A chaque page, le lecteur attend et redoute le faux pas de la naïve Lucia qui la fera définitivement chuter et fera basculer sa vie dans le noir le plus total. Elisabeth Sanxay Holding fait du contexte social et politique de l’époque l’écrin idéal à son intrigue angoissante, sublimée par son réalisme et son humanité. La détresse de Lucia, mais également sa résolution à ne pas baisser les bras face à des situations originales et effrayantes sont omniprésentes et sous-tendent un roman noir qui fait date. L’auteure donne à son personnage le rôle d’une femme malmenée par sa vie qui décide un jour de la reprendre en mains, quitte pour cela à revenir sur certaines de ces valeurs.

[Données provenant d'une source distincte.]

// Copyright (c) 2025, The Ruskit Authors
// MIT License
// All rights reserved.

//! # Broker Naming
//!
//! Derives broker-level names from logical destinations. The formats are part
//! of the contract with other clients of the same broker and must not change:
//!
//! - partition address: `{address}-{partition}`
//! - group queue: `{address}-{group}`
//! - anonymous queue: `{address}-{random suffix}`
//! - error channel: `{queue or address}.errors`
//! - dead-letter / expiry address: `{address}.dlq` / `{address}.exp`

use crate::errors::BinderError;
use base64::{engine::general_purpose::URL_SAFE_NO_PAD, Engine};
use rand::{rngs::StdRng, RngCore, SeedableRng};
use std::sync::{Mutex, PoisonError};
use uuid::Builder;

/// Suffix of the address receiving dead letters
pub const DLQ_SUFFIX: &str = "dlq";
/// Suffix of the address receiving expired messages
pub const EXP_SUFFIX: &str = "exp";
/// Suffix of error channel names
pub const ERRORS_SUFFIX: &str = "errors";

pub(crate) fn require<'a>(value: &'a str, argument: &str) -> Result<&'a str, BinderError> {
    if value.is_empty() {
        return Err(BinderError::InvalidArgument(format!(
            "`{}` must not be empty",
            argument
        )));
    }

    Ok(value)
}

/// Builds the address of a single partition.
///
/// # Parameters
/// * `address` - Logical destination address, must not be empty
/// * `partition` - Partition index
///
/// # Returns
/// `{address}-{partition}` or BinderError::InvalidArgument for an empty address
pub fn partition_address(address: &str, partition: usize) -> Result<String, BinderError> {
    let address = require(address, "address")?;

    Ok(format!("{}-{}", address, partition))
}

/// Builds the name of the durable queue shared by a consumer group.
///
/// # Parameters
/// * `address` - Address the queue is bound to, must not be empty
/// * `group` - Consumer group, must not be empty
///
/// # Returns
/// `{address}-{group}` or BinderError::InvalidArgument when an argument is empty
pub fn queue_name(address: &str, group: &str) -> Result<String, BinderError> {
    let address = require(address, "address")?;
    let group = require(group, "group")?;

    Ok(format!("{}-{}", address, group))
}

/// Builds a queue name for a consumer without a group.
///
/// The suffix is a random 128-bit UUID, base64url encoded without padding,
/// with `-` replaced by `$` so that the suffix never looks like a partition
/// or group separator.
pub fn anonymous_queue_name<R: RngCore + ?Sized>(
    address: &str,
    rng: &mut R,
) -> Result<String, BinderError> {
    let address = require(address, "address")?;

    let mut bytes = [0u8; 16];
    rng.fill_bytes(&mut bytes);
    let uuid = Builder::from_random_bytes(bytes).into_uuid();
    let suffix = URL_SAFE_NO_PAD.encode(uuid.as_bytes()).replace('-', "$");

    Ok(format!("{}-{}", address, suffix))
}

/// Address receiving the dead letters of `address`.
pub fn dead_letter_address(address: &str) -> String {
    format!("{}.{}", address, DLQ_SUFFIX)
}

/// Address receiving the expired messages of `address`.
pub fn expiry_address(address: &str) -> String {
    format!("{}.{}", address, EXP_SUFFIX)
}

/// Error channel name derived from a group queue or an address.
pub fn errors_name(base: &str) -> String {
    format!("{}.{}", base, ERRORS_SUFFIX)
}

/// Source of anonymous queue names shared by all consumer bindings of a binder.
///
/// The random generator is injected so tests can run with a seeded one.
pub struct AnonymousNames {
    rng: Mutex<Box<dyn RngCore + Send>>,
}

impl AnonymousNames {
    pub fn new(rng: impl RngCore + Send + 'static) -> Self {
        AnonymousNames {
            rng: Mutex::new(Box::new(rng)),
        }
    }

    pub fn queue_name(&self, address: &str) -> Result<String, BinderError> {
        let mut rng = self.rng.lock().unwrap_or_else(PoisonError::into_inner);
        anonymous_queue_name(address, &mut **rng)
    }
}

impl Default for AnonymousNames {
    fn default() -> Self {
        AnonymousNames::new(StdRng::from_os_rng())
    }
}
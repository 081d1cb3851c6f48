// Copyright (c) 2025, The Ruskit Authors
// MIT License
// All rights reserved.

//! # Address Settings
//!
//! Current address settings as reported by the broker, and the merged update
//! submitted back through the `addAddressSettings` management operation.
//!
//! The update is a read-modify-write without any locking: two binders changing
//! the settings of the same address at the same time can lose one of the two
//! updates. Fields the binder does not own are copied from the current
//! settings so unrelated configuration survives.

use crate::{errors::SessionError, naming, properties::BrokerProperties};
use serde::Deserialize;
use serde_json::{json, Value};

/// Management operation upserting address settings
pub const ADD_SETTINGS_OPERATION: &str = "addAddressSettings";
/// Management operation reading address settings
pub const GET_SETTINGS_OPERATION: &str = "getAddressSettingsAsJSON";

/// Address settings as returned by `getAddressSettingsAsJSON`.
#[derive(Debug, Clone, Default, PartialEq, Deserialize)]
#[serde(default, rename_all = "camelCase")]
pub struct AddressSettingsInfo {
    pub address_full_message_policy: Option<String>,
    pub max_size_bytes: i64,
    pub page_size_bytes: i32,
    pub page_cache_max_size: i32,
    pub max_delivery_attempts: i32,
    pub redelivery_delay: i64,
    pub redelivery_multiplier: f64,
    pub max_redelivery_delay: i64,
    #[serde(rename = "DLA")]
    pub dead_letter_address: Option<String>,
    pub expiry_address: Option<String>,
    pub last_value_queue: bool,
    pub redistribution_delay: i64,
    pub slow_consumer_threshold: i64,
    pub slow_consumer_check_period: i64,
    pub slow_consumer_policy: Option<String>,
    pub auto_create_jms_queues: bool,
    pub auto_delete_jms_queues: bool,
    pub auto_create_jms_topics: bool,
    pub auto_delete_jms_topics: bool,
}

impl AddressSettingsInfo {
    pub fn from_json(json: &str) -> Result<Self, SessionError> {
        serde_json::from_str(json).map_err(|err| SessionError::InvalidReply(err.to_string()))
    }
}

/// Settings submitted with `addAddressSettings`.
#[derive(Debug, Clone, PartialEq)]
pub struct AddressSettingsUpdate {
    pub address: String,
    pub dead_letter_address: Option<String>,
    pub expiry_address: Option<String>,
    pub expiry_delay: i64,
    pub last_value_queue: bool,
    pub max_delivery_attempts: i32,
    pub max_size_bytes: i64,
    pub page_size_bytes: i32,
    pub page_cache_max_size: i32,
    pub redelivery_delay: i64,
    pub redelivery_multiplier: f64,
    pub max_redelivery_delay: i64,
    pub redistribution_delay: i64,
    pub send_to_dla_on_no_route: bool,
    pub address_full_message_policy: Option<String>,
    pub slow_consumer_threshold: i64,
    pub slow_consumer_check_period: i64,
    pub slow_consumer_policy: Option<String>,
    pub auto_create_jms_queues: bool,
    pub auto_delete_jms_queues: bool,
    pub auto_create_jms_topics: bool,
    pub auto_delete_jms_topics: bool,
}

impl AddressSettingsUpdate {
    /// Merges the binding policy into the current settings of `address`.
    ///
    /// Dead-letter and expiry addresses are only replaced when the matching
    /// auto-bind flag is set. Delivery policy always comes from `properties`.
    pub fn merge(address: &str, current: &AddressSettingsInfo, properties: &BrokerProperties) -> Self {
        let dead_letter_address = if properties.auto_bind_dead_letter_address {
            Some(naming::dead_letter_address(address))
        } else {
            current.dead_letter_address.clone()
        };

        let expiry_address = if properties.auto_bind_expiry_address {
            Some(naming::expiry_address(address))
        } else {
            current.expiry_address.clone()
        };

        AddressSettingsUpdate {
            address: address.to_owned(),
            dead_letter_address,
            expiry_address,
            expiry_delay: properties.broker_expiry_delay,
            last_value_queue: current.last_value_queue,
            max_delivery_attempts: properties.broker_max_delivery_attempts,
            max_size_bytes: current.max_size_bytes,
            page_size_bytes: current.page_size_bytes,
            page_cache_max_size: current.page_cache_max_size,
            redelivery_delay: properties.broker_redelivery_delay,
            redelivery_multiplier: properties.broker_redelivery_delay_multiplier,
            max_redelivery_delay: properties.max_redelivery_delay(),
            redistribution_delay: current.redistribution_delay,
            send_to_dla_on_no_route: properties.broker_send_to_dla_on_no_route,
            address_full_message_policy: current.address_full_message_policy.clone(),
            slow_consumer_threshold: current.slow_consumer_threshold,
            slow_consumer_check_period: current.slow_consumer_check_period,
            slow_consumer_policy: current.slow_consumer_policy.clone(),
            auto_create_jms_queues: current.auto_create_jms_queues,
            auto_delete_jms_queues: current.auto_delete_jms_queues,
            auto_create_jms_topics: current.auto_create_jms_topics,
            auto_delete_jms_topics: current.auto_delete_jms_topics,
        }
    }

    /// Positional parameters of the `addAddressSettings` operation.
    pub fn parameters(&self) -> Vec<Value> {
        vec![
            json!(self.address),
            json!(self.dead_letter_address),
            json!(self.expiry_address),
            json!(self.expiry_delay),
            json!(self.last_value_queue),
            json!(self.max_delivery_attempts),
            json!(self.max_size_bytes),
            json!(self.page_size_bytes),
            json!(self.page_cache_max_size),
            json!(self.redelivery_delay),
            json!(self.redelivery_multiplier),
            json!(self.max_redelivery_delay),
            json!(self.redistribution_delay),
            json!(self.send_to_dla_on_no_route),
            json!(self.address_full_message_policy),
            json!(self.slow_consumer_threshold),
            json!(self.slow_consumer_check_period),
            json!(self.slow_consumer_policy),
            json!(self.auto_create_jms_queues),
            json!(self.auto_delete_jms_queues),
            json!(self.auto_create_jms_topics),
            json!(self.auto_delete_jms_topics),
        ]
    }
}
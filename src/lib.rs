// Copyright (c) 2025, The Ruskit Authors
// MIT License
// All rights reserved.

mod otel;

#[cfg(test)]
mod testing;

pub mod binder;
pub mod destination;
pub mod errors;
pub mod handler;
pub mod listener;
pub mod message;
pub mod naming;
pub mod properties;
pub mod provisioning;
pub mod retry;
pub mod session;
pub mod settings;
pub mod topology;
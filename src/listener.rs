// Copyright (c) 2025, The Ruskit Authors
// MIT License
// All rights reserved.

//! # Message-Driven Consumer Endpoint
//!
//! A `MessageDrivenEndpoint` subscribes to a durable shared multicast
//! subscription through a `ListenerContainer` and hands every delivery to a
//! `MessageListener`. Deliveries arrive inside a transacted session: the
//! session is committed when the listener returns successfully and rolled
//! back otherwise, which lets the broker redeliver the message.
//!
//! Deliveries are processed by a spawned task with at most `concurrency`
//! listener invocations in flight.

use crate::{
    errors::{BinderError, HandlerError, SessionError},
    message::{InboundMessage, Message},
    otel,
};
use async_trait::async_trait;
use futures_util::{stream::BoxStream, StreamExt};
use opentelemetry::{
    global::{self, BoxedTracer},
    trace::{Span, Status},
};
use std::{
    borrow::Cow,
    sync::{Arc, Mutex, PoisonError},
};
use tokio::task::JoinHandle;
use tracing::{debug, error, warn};

/// Processes a single inbound delivery.
#[async_trait]
pub trait MessageListener: Send + Sync {
    async fn on_message(&self, message: &mut InboundMessage) -> Result<(), HandlerError>;
}

/// Destination for application messages, such as a bound output or an error channel.
#[async_trait]
pub trait MessageChannel: Send + Sync {
    async fn send(&self, message: Message) -> Result<(), HandlerError>;
}

/// Reads each delivery into a `Message` and forwards it to the output channel.
pub struct ChannelPublishingListener {
    output: Arc<dyn MessageChannel>,
}

impl ChannelPublishingListener {
    pub fn new(output: Arc<dyn MessageChannel>) -> Self {
        ChannelPublishingListener { output }
    }
}

#[async_trait]
impl MessageListener for ChannelPublishingListener {
    async fn on_message(&self, message: &mut InboundMessage) -> Result<(), HandlerError> {
        let message = message.read_message()?;
        self.output.send(message).await
    }
}

/// Subscription settings handed to the listener container.
#[derive(Debug, Clone, PartialEq, Eq)]
pub struct ListenerContainerSpec {
    pub destination: String,
    pub subscription_name: String,
    pub pub_sub: bool,
    pub durable: bool,
    pub shared: bool,
    pub session_transacted: bool,
    pub concurrency: usize,
    pub auto_startup: bool,
}

impl ListenerContainerSpec {
    /// Durable shared transacted multicast subscription named `subscription_name`.
    pub fn shared_subscription(destination: &str, subscription_name: &str) -> Self {
        ListenerContainerSpec {
            destination: destination.to_owned(),
            subscription_name: subscription_name.to_owned(),
            pub_sub: true,
            durable: true,
            shared: true,
            session_transacted: true,
            concurrency: 1,
            auto_startup: true,
        }
    }
}

/// Transaction a delivery was received in.
#[async_trait]
pub trait TransactedSession: Send {
    async fn commit(self: Box<Self>) -> Result<(), SessionError>;

    async fn rollback(self: Box<Self>) -> Result<(), SessionError>;
}

pub struct Delivery {
    pub message: InboundMessage,
    pub session: Box<dyn TransactedSession>,
}

pub type DeliveryStream = BoxStream<'static, Result<Delivery, SessionError>>;

/// Opens subscriptions on the broker.
#[async_trait]
pub trait ListenerContainer: Send + Sync {
    async fn subscribe(&self, spec: &ListenerContainerSpec) -> Result<DeliveryStream, SessionError>;
}

pub struct MessageDrivenEndpoint {
    spec: ListenerContainerSpec,
    container: Arc<dyn ListenerContainer>,
    listener: Arc<dyn MessageListener>,
    task: Mutex<Option<JoinHandle<()>>>,
    /// Held from the running check until the task is stored
    starting: tokio::sync::Mutex<()>,
}

impl MessageDrivenEndpoint {
    pub fn new(
        spec: ListenerContainerSpec,
        container: Arc<dyn ListenerContainer>,
        listener: Arc<dyn MessageListener>,
    ) -> Self {
        MessageDrivenEndpoint {
            spec,
            container,
            listener,
            task: Mutex::new(None),
            starting: tokio::sync::Mutex::new(()),
        }
    }

    pub fn spec(&self) -> &ListenerContainerSpec {
        &self.spec
    }

    /// Subscribes and starts dispatching deliveries.
    ///
    /// Starting a running endpoint is a no-op. Concurrent calls are serialized,
    /// so the container is subscribed at most once per run.
    ///
    /// # Returns
    /// Ok(()) once the consumer task runs or BinderError::Consumer when the subscription fails
    pub async fn start(&self) -> Result<(), BinderError> {
        let _starting = self.starting.lock().await;
        if self.is_running() {
            return Ok(());
        }

        let stream = match self.container.subscribe(&self.spec).await {
            Err(err) => {
                error!(
                    error = err.to_string(),
                    subscription = self.spec.subscription_name.as_str(),
                    "error to create the consumer"
                );
                Err(BinderError::Consumer(err.to_string()))
            }
            Ok(stream) => Ok(stream),
        }?;

        debug!(
            "starting consumer for subscription: {} on address: {}",
            self.spec.subscription_name, self.spec.destination
        );

        let listener = self.listener.clone();
        let subscription = self.spec.subscription_name.clone();
        let concurrency = self.spec.concurrency.max(1);

        let handle = tokio::spawn(async move {
            let tracer = global::tracer("artemis consumer");
            stream
                .for_each_concurrent(concurrency, |result| {
                    let listener = listener.clone();
                    let tracer = &tracer;
                    let subscription = subscription.as_str();
                    async move {
                        match result {
                            Ok(delivery) => dispatch(tracer, subscription, delivery, listener).await,
                            Err(err) => error!(error = err.to_string(), "errors consume msg"),
                        }
                    }
                })
                .await;
            debug!("subscription stream closed: {}", subscription);
        });

        *self.task.lock().unwrap_or_else(PoisonError::into_inner) = Some(handle);

        Ok(())
    }

    pub fn stop(&self) {
        let mut task = self.task.lock().unwrap_or_else(PoisonError::into_inner);
        if let Some(handle) = task.take() {
            debug!("stopping consumer for subscription: {}", self.spec.subscription_name);
            handle.abort();
        }
    }

    pub fn is_running(&self) -> bool {
        self.task
            .lock()
            .unwrap_or_else(PoisonError::into_inner)
            .as_ref()
            .is_some_and(|handle| !handle.is_finished())
    }
}

impl Drop for MessageDrivenEndpoint {
    fn drop(&mut self) {
        self.stop();
    }
}

async fn dispatch(
    tracer: &BoxedTracer,
    subscription: &str,
    delivery: Delivery,
    listener: Arc<dyn MessageListener>,
) {
    let Delivery {
        mut message,
        session,
    } = delivery;

    let (_ctx, mut span) = otel::new_span(&message.headers, tracer, subscription);

    debug!("received: {} - address: {}", subscription, message.destination);

    match listener.on_message(&mut message).await {
        Ok(()) => match session.commit().await {
            Err(err) => {
                error!(error = err.to_string(), "error whiling commit msg");
                span.record_error(&err);
                span.set_status(Status::Error {
                    description: Cow::from("error to commit msg"),
                });
            }
            Ok(()) => span.set_status(Status::Ok),
        },
        Err(cause) => {
            warn!(error = cause.to_string(), "error whiling handling msg, rolling back");
            span.record_error(cause.as_ref());
            span.set_status(Status::Error {
                description: Cow::from("listener failure"),
            });

            if let Err(err) = session.rollback().await {
                error!(error = err.to_string(), "error whiling rollback msg");
            }
        }
    }
}
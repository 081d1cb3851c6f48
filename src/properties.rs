// Copyright (c) 2025, The Ruskit Authors
// MIT License
// All rights reserved.

//! # Binder Configuration
//!
//! Property structures carried by each binding. All of them deserialize with
//! `serde` and fall back to the documented defaults for missing fields, so a
//! binding can be configured with only the keys it cares about.

use crate::session::Credentials;
use serde::Deserialize;
use std::{collections::HashMap, env, time::Duration};
use tracing::{debug, warn};

/// Default address of the broker management endpoint
pub const DEFAULT_MANAGEMENT_ADDRESS: &str = "activemq.management";

/// Per-destination delivery policy pushed into the broker address settings.
#[derive(Debug, Clone, PartialEq, Deserialize)]
#[serde(default)]
pub struct BrokerProperties {
    pub management_address: String,
    pub modify_address_settings: bool,
    pub auto_bind_dead_letter_address: bool,
    pub auto_bind_expiry_address: bool,
    pub broker_expiry_delay: i64,
    pub broker_redelivery_delay: i64,
    pub broker_max_redelivery_delay: Option<i64>,
    pub broker_redelivery_delay_multiplier: f64,
    pub broker_max_delivery_attempts: i32,
    pub broker_send_to_dla_on_no_route: bool,
}

impl Default for BrokerProperties {
    fn default() -> Self {
        BrokerProperties {
            management_address: DEFAULT_MANAGEMENT_ADDRESS.to_owned(),
            modify_address_settings: false,
            auto_bind_dead_letter_address: false,
            auto_bind_expiry_address: false,
            broker_expiry_delay: -1,
            broker_redelivery_delay: 0,
            broker_max_redelivery_delay: None,
            broker_redelivery_delay_multiplier: 1.0,
            broker_max_delivery_attempts: 10,
            broker_send_to_dla_on_no_route: false,
        }
    }
}

impl BrokerProperties {
    /// Max redelivery delay, ten times the redelivery delay when not set.
    pub fn max_redelivery_delay(&self) -> i64 {
        self.broker_max_redelivery_delay
            .unwrap_or(self.broker_redelivery_delay * 10)
    }
}

#[derive(Debug, Clone, PartialEq, Deserialize)]
#[serde(default)]
pub struct ConsumerProperties {
    pub max_attempts: u32,
    pub concurrency: usize,
    /// Milliseconds
    pub back_off_initial_interval: u64,
    /// Milliseconds
    pub back_off_max_interval: u64,
    pub back_off_multiplier: f64,
    pub auto_startup: bool,
    pub partitioned: bool,
    pub instance_index: usize,
    pub instance_count: usize,
    pub broker: BrokerProperties,
}

impl Default for ConsumerProperties {
    fn default() -> Self {
        ConsumerProperties {
            max_attempts: 3,
            concurrency: 1,
            back_off_initial_interval: 1000,
            back_off_max_interval: 10000,
            back_off_multiplier: 2.0,
            auto_startup: true,
            partitioned: false,
            instance_index: 0,
            instance_count: 1,
            broker: BrokerProperties::default(),
        }
    }
}

impl ConsumerProperties {
    pub fn back_off_initial_interval(&self) -> Duration {
        Duration::from_millis(self.back_off_initial_interval)
    }

    pub fn back_off_max_interval(&self) -> Duration {
        Duration::from_millis(self.back_off_max_interval)
    }
}

#[derive(Debug, Clone, PartialEq, Deserialize)]
#[serde(default)]
pub struct ProducerProperties {
    pub partitioned: bool,
    pub partition_count: usize,
    pub required_groups: Vec<String>,
    pub broker: BrokerProperties,
}

impl Default for ProducerProperties {
    fn default() -> Self {
        ProducerProperties {
            partitioned: false,
            partition_count: 1,
            required_groups: vec![],
            broker: BrokerProperties::default(),
        }
    }
}

/// Broker extension properties of a single binding.
#[derive(Debug, Clone, Default, PartialEq, Deserialize)]
#[serde(default)]
pub struct BindingProperties {
    pub consumer: BrokerProperties,
    pub producer: BrokerProperties,
}

/// Broker extension properties for every binding, keyed by channel name.
///
/// Channels without an entry use `default`.
#[derive(Debug, Clone, Default, PartialEq, Deserialize)]
#[serde(default)]
pub struct ExtendedBindingProperties {
    pub default: BindingProperties,
    pub bindings: HashMap<String, BindingProperties>,
}

impl ExtendedBindingProperties {
    pub fn consumer_properties(&self, channel: &str) -> BrokerProperties {
        self.binding(channel).consumer.clone()
    }

    pub fn producer_properties(&self, channel: &str) -> BrokerProperties {
        self.binding(channel).producer.clone()
    }

    fn binding(&self, channel: &str) -> &BindingProperties {
        self.bindings.get(channel).unwrap_or(&self.default)
    }
}

/// Connection settings of the binder.
#[derive(Debug, Clone, PartialEq, Deserialize)]
#[serde(default)]
pub struct BinderConfig {
    pub transport: String,
    pub host: String,
    pub port: u16,
    pub user: Option<String>,
    pub password: Option<String>,
}

impl Default for BinderConfig {
    fn default() -> Self {
        BinderConfig {
            transport: "tcp".to_owned(),
            host: "localhost".to_owned(),
            port: 61616,
            user: None,
            password: None,
        }
    }
}

impl BinderConfig {
    /// Reads the connection settings from `ARTEMIS_*` environment variables.
    pub fn from_env() -> Self {
        let mut cfg = BinderConfig::default();

        if let Ok(transport) = env::var("ARTEMIS_TRANSPORT") {
            cfg.transport = transport;
        }

        if let Ok(host) = env::var("ARTEMIS_HOST") {
            cfg.host = host;
        }

        if let Ok(port) = env::var("ARTEMIS_PORT") {
            match port.parse() {
                Ok(port) => cfg.port = port,
                Err(err) => warn!(
                    error = err.to_string(),
                    value = port.as_str(),
                    "ignoring invalid ARTEMIS_PORT"
                ),
            }
        }

        cfg.user = env::var("ARTEMIS_USER").ok();
        cfg.password = env::var("ARTEMIS_PASSWORD").ok();

        debug!("binder configured for {}", cfg.broker_url());
        cfg
    }

    pub fn broker_url(&self) -> String {
        format!("{}://{}:{}", self.transport, self.host, self.port)
    }

    /// Credentials are only used when a user is configured.
    pub fn credentials(&self) -> Option<Credentials> {
        self.user.as_ref().map(|user| Credentials {
            username: user.clone(),
            password: self.password.clone().unwrap_or_default(),
        })
    }
}
// Copyright (c) 2025, The Ruskit Authors
// MIT License
// All rights reserved.

//! # Messages
//!
//! Application-level messages and the raw messages received from the broker.

use serde::{Deserialize, Serialize};
use std::{
    collections::HashMap,
    io::{self, Read},
};

/// Header carrying the target partition of an outbound message
pub const PARTITION_HEADER: &str = "scst_partition";
/// Header carrying the unique id of an outbound message
pub const MESSAGE_ID_HEADER: &str = "message_id";

#[derive(Debug, Clone, PartialEq, Serialize, Deserialize)]
#[serde(untagged)]
pub enum HeaderValue {
    Bool(bool),
    Int(i32),
    Long(i64),
    Double(f64),
    Text(String),
}

impl From<&str> for HeaderValue {
    fn from(value: &str) -> Self {
        HeaderValue::Text(value.to_owned())
    }
}

impl From<String> for HeaderValue {
    fn from(value: String) -> Self {
        HeaderValue::Text(value)
    }
}

impl From<i32> for HeaderValue {
    fn from(value: i32) -> Self {
        HeaderValue::Int(value)
    }
}

impl From<i64> for HeaderValue {
    fn from(value: i64) -> Self {
        HeaderValue::Long(value)
    }
}

impl From<bool> for HeaderValue {
    fn from(value: bool) -> Self {
        HeaderValue::Bool(value)
    }
}

pub type Headers = HashMap<String, HeaderValue>;

#[derive(Debug, Clone, Default, PartialEq)]
pub struct Message {
    pub headers: Headers,
    pub payload: Vec<u8>,
}

impl Message {
    pub fn new(payload: impl Into<Vec<u8>>) -> Self {
        Message {
            headers: Headers::default(),
            payload: payload.into(),
        }
    }

    pub fn with_header(mut self, key: &str, value: impl Into<HeaderValue>) -> Self {
        self.headers.insert(key.to_owned(), value.into());
        self
    }

    pub fn header(&self, key: &str) -> Option<&HeaderValue> {
        self.headers.get(key)
    }
}

/// Byte stream body with a read position.
#[derive(Debug, Clone, Default, PartialEq)]
pub struct BytesBody {
    data: Vec<u8>,
    position: usize,
}

impl BytesBody {
    pub fn new(data: impl Into<Vec<u8>>) -> Self {
        BytesBody {
            data: data.into(),
            position: 0,
        }
    }

    /// Moves the read position back to the start of the body.
    pub fn reset(&mut self) {
        self.position = 0;
    }
}

impl Read for BytesBody {
    fn read(&mut self, buf: &mut [u8]) -> io::Result<usize> {
        let remaining = &self.data[self.position..];
        let n = remaining.len().min(buf.len());
        buf[..n].copy_from_slice(&remaining[..n]);
        self.position += n;
        Ok(n)
    }
}

#[derive(Debug, Clone, PartialEq)]
pub enum MessageBody {
    Text(String),
    Bytes(BytesBody),
}

/// Message as delivered by the broker.
#[derive(Debug, Clone, PartialEq)]
pub struct InboundMessage {
    pub destination: String,
    pub headers: Headers,
    pub body: MessageBody,
}

impl InboundMessage {
    pub fn text(destination: &str, body: &str) -> Self {
        InboundMessage {
            destination: destination.to_owned(),
            headers: Headers::default(),
            body: MessageBody::Text(body.to_owned()),
        }
    }

    pub fn bytes(destination: &str, body: impl Into<Vec<u8>>) -> Self {
        InboundMessage {
            destination: destination.to_owned(),
            headers: Headers::default(),
            body: MessageBody::Bytes(BytesBody::new(body)),
        }
    }

    /// Rewinds a byte stream body so it can be read again.
    pub fn reset(&mut self) {
        if let MessageBody::Bytes(body) = &mut self.body {
            body.reset();
        }
    }

    /// Reads the remaining body into an application message.
    pub fn read_message(&mut self) -> io::Result<Message> {
        let payload = match &mut self.body {
            MessageBody::Text(text) => text.clone().into_bytes(),
            MessageBody::Bytes(body) => {
                let mut payload = vec![];
                body.read_to_end(&mut payload)?;
                payload
            }
        };

        Ok(Message {
            headers: self.headers.clone(),
            payload,
        })
    }
}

Comme beaucoup de femmes des années 1940, Lucia doit en effet apprendre à être indépendante, à ne pas attendre que les hommes interviennent pour conduire sa vie et donc à assumer les conséquences d’actes qu’elle n’aurait jamais pensé pouvoir/devoir accomplir – une liberté chèrement acquise.

Paru pour la première fois en 1947, ce roman noir de la talentueuse Elisabeth Sanxay Holding est un modèle du genre, profondément humain et angoissant. L’un de ces textes de référence à l’aune desquels nous lirons ensuite les romans noir, ne pouvant nous empêcher de remarquer le fossé qui existe parfois.

On ne peut que remercier les éditions Bakerstreet d’avoir sorti des cartons Au pied du mur. Nul doute qu’il retrouvera sa place dans les rayons des meilleures librairies et dans les étagères des lecteurs.